Certainly, Oceania’s Lady Allum Village were rewarded for their efforts in reuniting their residents with music from years gone by in an ‘I Love Music’ programme, taking home the supreme award at last year’s New Zealand Aged Care Association awards.

However, Rodrigues thinks there is scope to extend singing and music to other areas of the community.

“It would be economic and very worthwhile if these benefits could be made more readily available to all sectors of our communities,” he says.

“Such a move could help to combat the present situation in our society, where people are using drugs and alcohol to obtain relief from the ever increasing stresses of modern life.”

There is research to support the benefits of singing on mental health.

Research from the University of East Anglia’s Norwich Medical School found that singing was beneficial to mood and social skills and helped those who had had serious mental health issues to function better in day-to-day life.

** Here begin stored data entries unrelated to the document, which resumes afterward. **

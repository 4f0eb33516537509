use crate::error::ArchiveError;
use chrono::Utc;
use serde::Serialize;
use std::sync::Arc;
use tracing::{info, instrument, warn};
use tweet_storage::{
    archive_key, ItemKey, KeyValueStore, ObjectStore, PartitionKey, StoredItem, JSON_CONTENT_TYPE,
    MAX_BATCH_ITEMS,
};
use uuid::Uuid;

/// What one reconciliation did
#[derive(Debug, Clone, PartialEq, Eq, Serialize)]
#[serde(rename_all = "camelCase")]
pub struct ReconcileReport {
    pub partition: String,
    pub excess: i64,
    pub rows_archived: usize,
    pub archive_key: Option<String>,
}

/// Moves the oldest rows of a partition into one archive object
pub struct ArchivalExecutor {
    store: Arc<dyn KeyValueStore>,
    objects: Arc<dyn ObjectStore>,
    page_size: usize,
    key_prefix: String,
}

impl ArchivalExecutor {
    pub fn new(
        store: Arc<dyn KeyValueStore>,
        objects: Arc<dyn ObjectStore>,
        page_size: usize,
        key_prefix: impl Into<String>,
    ) -> Self {
        Self {
            store,
            objects,
            page_size: page_size.max(1),
            key_prefix: key_prefix.into(),
        }
    }

    /// Archive the `excess` oldest rows of `partition` and lower its count.
    ///
    /// Rows are deleted only after the archive object is acknowledged. The
    /// count drops by `excess` even if fewer rows were found, which settles a
    /// counter that drifted above the live row count.
    #[instrument(skip(self), fields(partition = %partition))]
    pub async fn reconcile(&self, partition: &PartitionKey, excess: i64) -> Result<ReconcileReport, ArchiveError> {
        let mut report = ReconcileReport {
            partition: partition.to_string(),
            excess,
            rows_archived: 0,
            archive_key: None,
        };
        if excess <= 0 {
            return Ok(report);
        }

        let rows = self.oldest_rows(partition, excess as usize).await?;
        if rows.len() < excess as usize {
            warn!(
                excess = excess,
                found = rows.len(),
                "Partition holds fewer rows than its count implies"
            );
        }

        if !rows.is_empty() {
            let key = archive_key(
                &self.key_prefix,
                partition.as_str(),
                Utc::now(),
                &Uuid::new_v4().to_string(),
            );
            let body = serde_json::to_vec(&rows)?;
            self.objects.put_object(&key, body, JSON_CONTENT_TYPE).await?;
            info!(key = %key, rows = rows.len(), "Archived rows");

            let keys: Vec<ItemKey> = rows.iter().map(StoredItem::key).collect();
            for chunk in keys.chunks(MAX_BATCH_ITEMS) {
                self.store.delete_items(chunk).await?;
            }

            report.rows_archived = rows.len();
            report.archive_key = Some(key);
        }

        self.store.add_to_count(partition, -excess).await?;

        metrics::counter!("archiver.rows.archived").increment(report.rows_archived as u64);
        metrics::counter!("archiver.partitions.reconciled").increment(1);
        info!(
            excess = excess,
            rows_archived = report.rows_archived,
            "Partition reconciled"
        );

        Ok(report)
    }

    /// Up to `limit` rows in ascending sort order
    async fn oldest_rows(&self, partition: &PartitionKey, limit: usize) -> Result<Vec<StoredItem>, ArchiveError> {
        let mut rows = Vec::with_capacity(self.page_size.min(limit));
        let mut token = None;

        loop {
            let page_limit = self.page_size.min(limit - rows.len());
            let page = self.store.query_partition(partition, page_limit, token).await?;
            rows.extend(page.items);
            rows.truncate(limit);

            match page.next {
                Some(next) if rows.len() < limit => token = Some(next),
                _ => return Ok(rows),
            }
        }
    }
}

#[cfg(test)]
mod tests {
    use super::*;
    use tweet_storage::{
        ExportError, MemoryKeyValueStore, MemoryObjectStore, MockKeyValueStore, MockObjectStore,
        MonotonicIdGenerator, Page, SocialMediaItem, StoreError,
    };

    fn rows(partition: &PartitionKey, count: usize) -> Vec<StoredItem> {
        let ids = MonotonicIdGenerator::new();
        (0..count)
            .map(|i| StoredItem {
                partition: partition.clone(),
                sort_id: ids.next_string(),
                inserted_at: Utc::now(),
                data: SocialMediaItem {
                    provider: "twitter".to_string(),
                    id: format!("tweet-{i}"),
                    text: format!("text {i}"),
                    author_id: "author".to_string(),
                    created_at: "2024-01-01T00:00:00Z".to_string(),
                    extra_data: Default::default(),
                },
            })
            .collect()
    }

    async fn seeded_store(partition: &PartitionKey, count: usize) -> (Arc<MemoryKeyValueStore>, Vec<StoredItem>) {
        let store = Arc::new(MemoryKeyValueStore::new());
        let rows = rows(partition, count);
        for chunk in rows.chunks(MAX_BATCH_ITEMS) {
            store.put_items_if_absent(chunk).await.unwrap();
        }
        store.add_to_count(partition, count as i64).await.unwrap();
        (store, rows)
    }

    #[tokio::test]
    async fn test_oldest_rows_are_archived_then_deleted() {
        let partition = PartitionKey::new("twitter", "rustlang");
        let (store, all_rows) = seeded_store(&partition, 137).await;
        let objects = Arc::new(MemoryObjectStore::new());

        let executor = ArchivalExecutor::new(store.clone(), objects.clone(), 10, "archive");
        let report = executor.reconcile(&partition, 37).await.unwrap();

        assert_eq!(report.rows_archived, 37);
        assert_eq!(store.count(&partition), Some(100));
        assert_eq!(store.row_count(&partition), 100);

        assert_eq!(objects.len(), 1);
        let key = report.archive_key.unwrap();
        assert!(key.starts_with("archive/twitter_rustlang/"));
        let object = objects.get(&key).unwrap();
        assert_eq!(object.content_type, "application/json");

        let archived: Vec<StoredItem> = serde_json::from_slice(&object.body).unwrap();
        assert_eq!(archived, all_rows[..37].to_vec());

        let remaining_first = &store.rows(&partition)[0];
        assert_eq!(remaining_first.sort_id, all_rows[37].sort_id);
    }

    #[tokio::test]
    async fn test_export_failure_deletes_nothing() {
        let partition = PartitionKey::new("twitter", "rustlang");
        let (store, _) = seeded_store(&partition, 30).await;

        let mut objects = MockObjectStore::new();
        objects.expect_put_object().times(1).returning(|key, _, _| {
            Err(ExportError::Put {
                key: key.to_string(),
                message: "access denied".to_string(),
            })
        });

        let executor = ArchivalExecutor::new(store.clone(), Arc::new(objects), 1000, "archive");
        let result = executor.reconcile(&partition, 5).await;

        assert!(matches!(result, Err(ArchiveError::Export(_))));
        assert_eq!(store.row_count(&partition), 30);
        assert_eq!(store.count(&partition), Some(30));
    }

    #[tokio::test]
    async fn test_delete_failure_keeps_count() {
        let partition = PartitionKey::new("twitter", "rustlang");
        let page = rows(&partition, 3);

        let mut store = MockKeyValueStore::new();
        store
            .expect_query_partition()
            .times(1)
            .returning(move |_, _, _| Ok(Page::last(page.clone())));
        store
            .expect_delete_items()
            .returning(|_| Err(StoreError::Request("throttled".to_string())));
        store.expect_add_to_count().never();

        let objects = Arc::new(MemoryObjectStore::new());
        let executor = ArchivalExecutor::new(Arc::new(store), objects.clone(), 1000, "archive");
        let result = executor.reconcile(&partition, 3).await;

        assert!(matches!(result, Err(ArchiveError::Store(_))));
        assert_eq!(objects.len(), 1);
    }

    #[tokio::test]
    async fn test_deletes_are_chunked() {
        let partition = PartitionKey::new("twitter", "rustlang");
        let page = rows(&partition, 60);

        let mut store = MockKeyValueStore::new();
        store
            .expect_query_partition()
            .withf(|_, limit, _| *limit == 60)
            .returning(move |_, _, _| Ok(Page::last(page.clone())));
        store
            .expect_delete_items()
            .times(3)
            .withf(|keys| keys.len() <= MAX_BATCH_ITEMS)
            .returning(|_| Ok(()));
        store
            .expect_add_to_count()
            .times(1)
            .withf(|_, delta| *delta == -60)
            .returning(|_, _| Ok(()));

        let executor = ArchivalExecutor::new(Arc::new(store), Arc::new(MemoryObjectStore::new()), 1000, "archive");
        let report = executor.reconcile(&partition, 60).await.unwrap();
        assert_eq!(report.rows_archived, 60);
    }

    #[tokio::test]
    async fn test_non_positive_excess_is_a_no_op() {
        let executor = ArchivalExecutor::new(
            Arc::new(MockKeyValueStore::new()),
            Arc::new(MockObjectStore::new()),
            1000,
            "archive",
        );
        let partition = PartitionKey::new("twitter", "rustlang");

        assert_eq!(executor.reconcile(&partition, 0).await.unwrap().rows_archived, 0);
        assert_eq!(executor.reconcile(&partition, -4).await.unwrap().archive_key, None);
    }

    #[tokio::test]
    async fn test_missing_rows_still_settle_count() {
        let partition = PartitionKey::new("twitter", "rustlang");
        let (store, _) = seeded_store(&partition, 4).await;
        store.add_to_count(&partition, 6).await.unwrap();

        let objects = Arc::new(MemoryObjectStore::new());
        let executor = ArchivalExecutor::new(store.clone(), objects.clone(), 1000, "archive");
        let report = executor.reconcile(&partition, 8).await.unwrap();

        assert_eq!(report.rows_archived, 4);
        assert_eq!(store.row_count(&partition), 0);
        assert_eq!(store.count(&partition), Some(2));
    }

    #[tokio::test]
    async fn test_huge_drift_archives_what_exists() {
        let partition = PartitionKey::new("twitter", "rustlang");
        let (store, _) = seeded_store(&partition, 3).await;
        let excess = i64::MAX - 200_000;

        let objects = Arc::new(MemoryObjectStore::new());
        let executor = ArchivalExecutor::new(store.clone(), objects.clone(), 1000, "archive");
        let report = executor.reconcile(&partition, excess).await.unwrap();

        assert_eq!(report.rows_archived, 3);
        assert_eq!(objects.len(), 1);
        assert_eq!(store.row_count(&partition), 0);
        assert_eq!(store.count(&partition), Some(3 - excess));
    }
}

The researchers studied the effects that singing as part of a group had on participants of the ‘Sing Your Heart Out (SYHO)’ project, which started in in 2005 at a psychiatric hospital in Norwich, before branching out into the community. The SYHO initiative is aimed at people with mental health conditions as well as the general public, and regularly attracts hundreds of people to four weekly sing-alongs.

The researchers urged other areas to consider running community singing groups.

Lead researcher Prof Tom Shakespeare said it was “a low-commitment, low-cost tool for mental health recovery within the community” because it gave participants a feeling of belonging and wellbeing.

Certainly, groups like Auckland-based Young@Heart Chorus hit the mark for older singers like Jill Robinson.

“I’ve always loved music and singing,” she says, “but it gets harder to find people who want to sing along with you at this age. My sister and I found out about New Zealand Young@Heart and along we went. It’s perfect for us.”

However, perhaps there is a need for a SYHO initiative to launch in New Zealand, where the term “choir” has been intentionally avoided so that it doesn’t scare people off.

“Anyone can make a noise. No one is ever rejected in these groups,” says Shakespeare, “There’s also very little pressure because the participants are not rehearsing towards a performance.”

This approach means that singing is very inclusive, relaxed and fun – and, in contrast to music therapy, there is no pressure for anyone to discuss their condition.

Meanwhile music therapy also has its place with research confirming its effectiveness on many groups, including older adults with cognitive issues.

Psychology Today says that for older adults with Alzheimer’s, dementia, and other mental disorders, music therapy has been found to reduce aggressive or agitated behavior, reduce symptoms of dementia, improve mood, and improve cooperation with daily tasks, such as bathing. Music therapy may also decrease the risk of heart or brain diseases in elderly dementia patients.